_ACTIVITY_
Exactly as written, copy the lines of the data below from the first through the one containing "pub const OPERATING_CASH_FLOW_KEY: &str".

------ DATA RECORDS

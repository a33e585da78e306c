//! Deterministic stand-in for the external analyzer.
//!
//! Used when no analyzer URL is configured and as the fixture seam in tests.
//! The heuristic mirrors the analyzer's demo score so that offline results
//! have the same shape and the same risk bands as real ones.

use crate::models::*;
use std::collections::BTreeMap;

pub const SALES_KEY: &str = "ventas_anuales";
pub const GROSS_MARGIN_KEY: &str = "margen_bruto";
pub const CURRENT_RATIO_KEY: &str = "razon_corriente";
pub const DEBT_TO_ASSETS_KEY: &str = "deuda_total_activos";
pub const OPERATING_CASH_FLOW_KEY: &str = "flujo_caja_operativo";

/// Reference maxima the analyzer reports alongside each statistic.
pub const REFERENCE_MAXIMA: [(&str, f64); 5] = [
    (SALES_KEY, 50_000_000.0),
    (GROSS_MARGIN_KEY, 1.0),
    (CURRENT_RATIO_KEY, 5.0),
    (DEBT_TO_ASSETS_KEY, 1.0),
    (OPERATING_CASH_FLOW_KEY, 10_000_000.0),
];

/// Financial metrics extracted from a company's statements.
#[derive(Debug, Clone, Copy, PartialEq)]
pub struct FinanceMetrics {
    pub annual_sales: f64,
    pub gross_margin: f64,
    pub current_ratio: f64,
    pub debt_to_assets: f64,
    pub operating_cash_flow: f64,
}

impl Default for FinanceMetrics {
    /// Values the analyzer falls back to when nothing could be extracted.
    fn default() -> Self {
        Self {
            annual_sales: 0.0,
            gross_margin: 0.22,
            current_ratio: 1.2,
            debt_to_assets: 0.6,
            operating_cash_flow: 0.0,
        }
    }
}

impl FinanceMetrics {
    /// Metrics the simulator assumes for a given annual income.
    pub fn simulated(annual_sales: f64) -> Self {
        Self {
            annual_sales,
            gross_margin: 0.25,
            current_ratio: 1.5,
            debt_to_assets: 0.5,
            operating_cash_flow: annual_sales * 0.15,
        }
    }

    fn value_of(&self, key: &str) -> f64 {
        match key {
            SALES_KEY => self.annual_sales,
            GROSS_MARGIN_KEY => self.gross_margin,
            CURRENT_RATIO_KEY => self.current_ratio,
            DEBT_TO_ASSETS_KEY => self.debt_to_assets,
            OPERATING_CASH_FLOW_KEY => self.operating_cash_flow,
            _ => 0.0,
        }
    }

    /// Statistics in the analyzer's wire shape.
    pub fn statistics(&self) -> BTreeMap<String, RawStatistic> {
        REFERENCE_MAXIMA
            .iter()
            .map(|(key, max)| {
                (
                    key.to_string(),
                    RawStatistic {
                        value: Some(self.value_of(key)),
                        max: Some(*max),
                    },
                )
            })
            .collect()
    }
}

/// Inputs to the heuristic score.
#[derive(Debug, Clone, PartialEq)]
pub struct ScoreInput {
    pub age_months: u32,
    /// Digital rating on a 0..5 scale, `None` without social profiles.
    pub digital_rating: Option<f64>,
    /// Average payment delay in days for each trade reference.
    pub reference_delays: Vec<f64>,
    pub finance: FinanceMetrics,
}

/// Direction of a scoring factor.
#[derive(Debug, Clone, Copy, PartialEq, Eq)]
pub enum FactorSign {
    Positive,
    Neutral,
    Negative,
}

impl FactorSign {
    pub fn marker(&self) -> &'static str {
        match self {
            FactorSign::Positive => "+",
            FactorSign::Neutral => "±",
            FactorSign::Negative => "-",
        }
    }

    fn priority(&self) -> u8 {
        match self {
            FactorSign::Negative => 0,
            FactorSign::Neutral => 1,
            FactorSign::Positive => 2,
        }
    }
}

#[derive(Debug, Clone, PartialEq)]
pub struct ScoreOutcome {
    pub score: f64,
    /// "Bajo", "Medio" or "Alto".
    pub risk: &'static str,
    pub amount: AmountRange,
    pub factors: Vec<(String, FactorSign)>,
}

impl ScoreOutcome {
    /// Up to five factors, negatives first, as the analyzer ranks them.
    pub fn top_factors(&self) -> Vec<(String, FactorSign)> {
        let mut ranked = self.factors.clone();
        ranked.sort_by_key(|(_, sign)| sign.priority());
        ranked.truncate(5);
        ranked
    }
}

/// Combines financial, digital and reference signals into a 0..0.99 score.
pub fn compute_score(input: &ScoreInput) -> ScoreOutcome {
    let fin = &input.finance;
    let mut score: f64 = 0.0;
    let mut factors = Vec::new();
    let mut factor = |label: &str, sign: FactorSign| factors.push((label.to_string(), sign));

    let rc = fin.current_ratio;
    if rc >= 2.0 {
        score += 0.30;
        factor("Liquidez (RC≥2.0)", FactorSign::Positive);
    } else if rc >= 1.5 {
        score += 0.22;
        factor("Liquidez (RC 1.5-2.0)", FactorSign::Positive);
    } else if rc >= 1.0 {
        score += 0.12;
        factor("Liquidez (RC 1.0-1.5)", FactorSign::Neutral);
    } else {
        score += 0.04;
        factor("Liquidez (RC<1.0)", FactorSign::Negative);
    }

    let mg = fin.gross_margin;
    if mg >= 0.35 {
        score += 0.18;
        factor("Margen bruto (≥35%)", FactorSign::Positive);
    } else if mg >= 0.25 {
        score += 0.12;
        factor("Margen bruto (25-35%)", FactorSign::Positive);
    } else if mg >= 0.15 {
        score += 0.07;
        factor("Margen bruto (15-25%)", FactorSign::Neutral);
    } else {
        score += 0.03;
        factor("Margen bruto (<15%)", FactorSign::Negative);
    }

    let dta = fin.debt_to_assets;
    if dta <= 0.40 {
        score += 0.15;
        factor("Apalancamiento (≤40%)", FactorSign::Positive);
    } else if dta <= 0.60 {
        score += 0.08;
        factor("Apalancamiento (40-60%)", FactorSign::Neutral);
    } else {
        score += 0.03;
        factor("Apalancamiento (>60%)", FactorSign::Negative);
    }

    let fco = fin.operating_cash_flow;
    if fco > 0.0 {
        score += 0.12;
        factor("Flujo operativo (+)", FactorSign::Positive);
    } else {
        score += 0.04;
        factor("Flujo operativo (−)", FactorSign::Negative);
    }

    if let Some(rating) = input.digital_rating {
        score += (rating / 5.0 * 0.10).clamp(0.0, 0.10);
        let sign = if rating >= 4.0 {
            FactorSign::Positive
        } else {
            FactorSign::Neutral
        };
        factor("Reputación digital", sign);
    }

    score += (input.age_months as f64 / 120.0).min(0.10);
    let age_sign = if input.age_months >= 24 {
        FactorSign::Positive
    } else {
        FactorSign::Neutral
    };
    factor("Antigüedad", age_sign);

    if !input.reference_delays.is_empty() {
        let avg_delay =
            input.reference_delays.iter().sum::<f64>() / input.reference_delays.len() as f64;
        if avg_delay <= 5.0 {
            score += 0.08;
            factor("Disciplina de pago (≤5 días)", FactorSign::Positive);
        } else if avg_delay <= 15.0 {
            score += 0.04;
            factor("Disciplina de pago (6-15 días)", FactorSign::Neutral);
        } else {
            score += 0.01;
            factor("Disciplina de pago (>15 días)", FactorSign::Negative);
        }
    }

    let score = (score.min(0.99) * 100.0).round() / 100.0;
    let risk = if score >= 0.75 {
        "Bajo"
    } else if score >= 0.55 {
        "Medio"
    } else {
        "Alto"
    };

    ScoreOutcome {
        score,
        risk,
        amount: suggested_amount(fin),
        factors,
    }
}

/// Credit range derived from sales, capped by operating cash-flow and
/// penalized for leverage and tight liquidity.
fn suggested_amount(fin: &FinanceMetrics) -> AmountRange {
    let rc = fin.current_ratio;
    let sales = fin.annual_sales.max(0.0);
    let sales_share: f64 = if rc < 1.0 { 0.10 } else { 0.20 };
    let base_from_sales = sales_share * sales;
    let cash_flow_cap = 0.40 * fin.operating_cash_flow.max(0.0);

    let gross = if cash_flow_cap > 0.0 {
        base_from_sales.min(cash_flow_cap)
    } else {
        base_from_sales * 0.50
    };

    let mut penalty: f64 = 1.0;
    if fin.debt_to_assets > 0.80 {
        penalty *= 0.60;
    } else if fin.debt_to_assets > 0.65 {
        penalty *= 0.80;
    }
    if rc < 1.0 {
        penalty *= 0.90;
    }

    let max = (gross * penalty).max(0.0);
    AmountRange {
        min: round_to_hundreds(0.25 * max),
        max: round_to_hundreds(max),
    }
}

fn round_to_hundreds(x: f64) -> f64 {
    (x / 100.0).round() * 100.0
}

/// Simulation answered locally: same metrics and score the analyzer's
/// simulate endpoint derives from the three parameters.
pub fn simulate(params: &SimulationParameters) -> SimulationResponse {
    let sales = params.income_units();
    let digital_rating = (params.reputation * 5.0 / 100.0).clamp(0.0, 5.0);
    let delay_days = (30.0 - params.on_time_payment * 30.0 / 100.0).max(0.0).round();

    let finance = FinanceMetrics::simulated(sales);
    let outcome = compute_score(&ScoreInput {
        age_months: 36,
        digital_rating: Some(digital_rating),
        reference_delays: vec![delay_days],
        finance,
    });

    SimulationResponse {
        estadisticas: finance.statistics(),
        nivel_riesgo: Some(outcome.risk.to_string()),
        score: Some(outcome.score),
        monto_sugerido: Some(outcome.amount),
    }
}

/// Decision for a company whose documents could not be analyzed: default
/// metrics, no digital signals.
pub fn fixture_decision(form: &UploadForm) -> RawDecisionEnvelope {
    let finance = FinanceMetrics::default();
    let outcome = compute_score(&ScoreInput {
        age_months: 36,
        digital_rating: None,
        reference_delays: Vec::new(),
        finance,
    });

    let trade_name = form.trade_name_or_company().to_string();
    let top_5 = outcome
        .top_factors()
        .into_iter()
        .map(|(label, sign)| {
            RawFactor::Group(vec![
                serde_json::Value::String(label),
                serde_json::Value::String(sign.marker().to_string()),
            ])
        })
        .collect();

    let parrafo_1 = format!(
        "Se sugiere un crédito de USD {:.0} para {} ({}), clasificada como riesgo {}.",
        outcome.amount.max, form.company_name, trade_name, outcome.risk
    );
    let parrafo_2 = "Evaluación generada sin conexión con el analizador: los indicadores \
                     financieros corresponden a valores por defecto y deben validarse con \
                     los estados financieros de la empresa."
        .to_string();

    RawDecisionEnvelope {
        schema_version: DECISION_SCHEMA_VERSION,
        decision: Some(RawDecision {
            empresa: Some(RawCompany {
                razon_social: Some(form.company_name.clone()),
                nombre_comercial: Some(trade_name),
            }),
            riesgo: Some(outcome.risk.to_string()),
            credito_sugerido: Some(RawCredit {
                monto: Some(outcome.amount.max),
                moneda: Some("USD".to_string()),
            }),
            factores_clave_riesgo: Some(RawKeyFactors { top_5 }),
            estadisticas: finance.statistics(),
            resumen: Some(RawSummary {
                parrafo_1: Some(parrafo_1),
                parrafo_2: Some(parrafo_2),
            }),
        }),
    }
}
// Thin namespace wrapper for API-layer components
pub mod handlers {
    pub use crate::handlers::*;
}

pub mod pages {
    pub use crate::pages::*;
}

------------

_TASK RESPONSE_
repository a33e585da78e306c
//! Deterministic stand-in for the external analyzer.
//!
//! Used when no analyzer URL is configured and as the fixture seam in tests.
//! The heuristic mirrors the analyzer's demo score so that offline results
//! have the same shape and the same risk bands as real ones.

use crate::models::*;
use std::collections::BTreeMap;

pub const SALES_KEY: &str = "ventas_anuales";
pub const GROSS_MARGIN_KEY: &str = "margen_bruto";
pub const CURRENT_RATIO_KEY: &str = "razon_corriente";
pub const DEBT_TO_ASSETS_KEY: &str = "deuda_total_activos";
pub const OPERATING_CASH_FLOW_KEY: &str = "flujo_caja_operativo";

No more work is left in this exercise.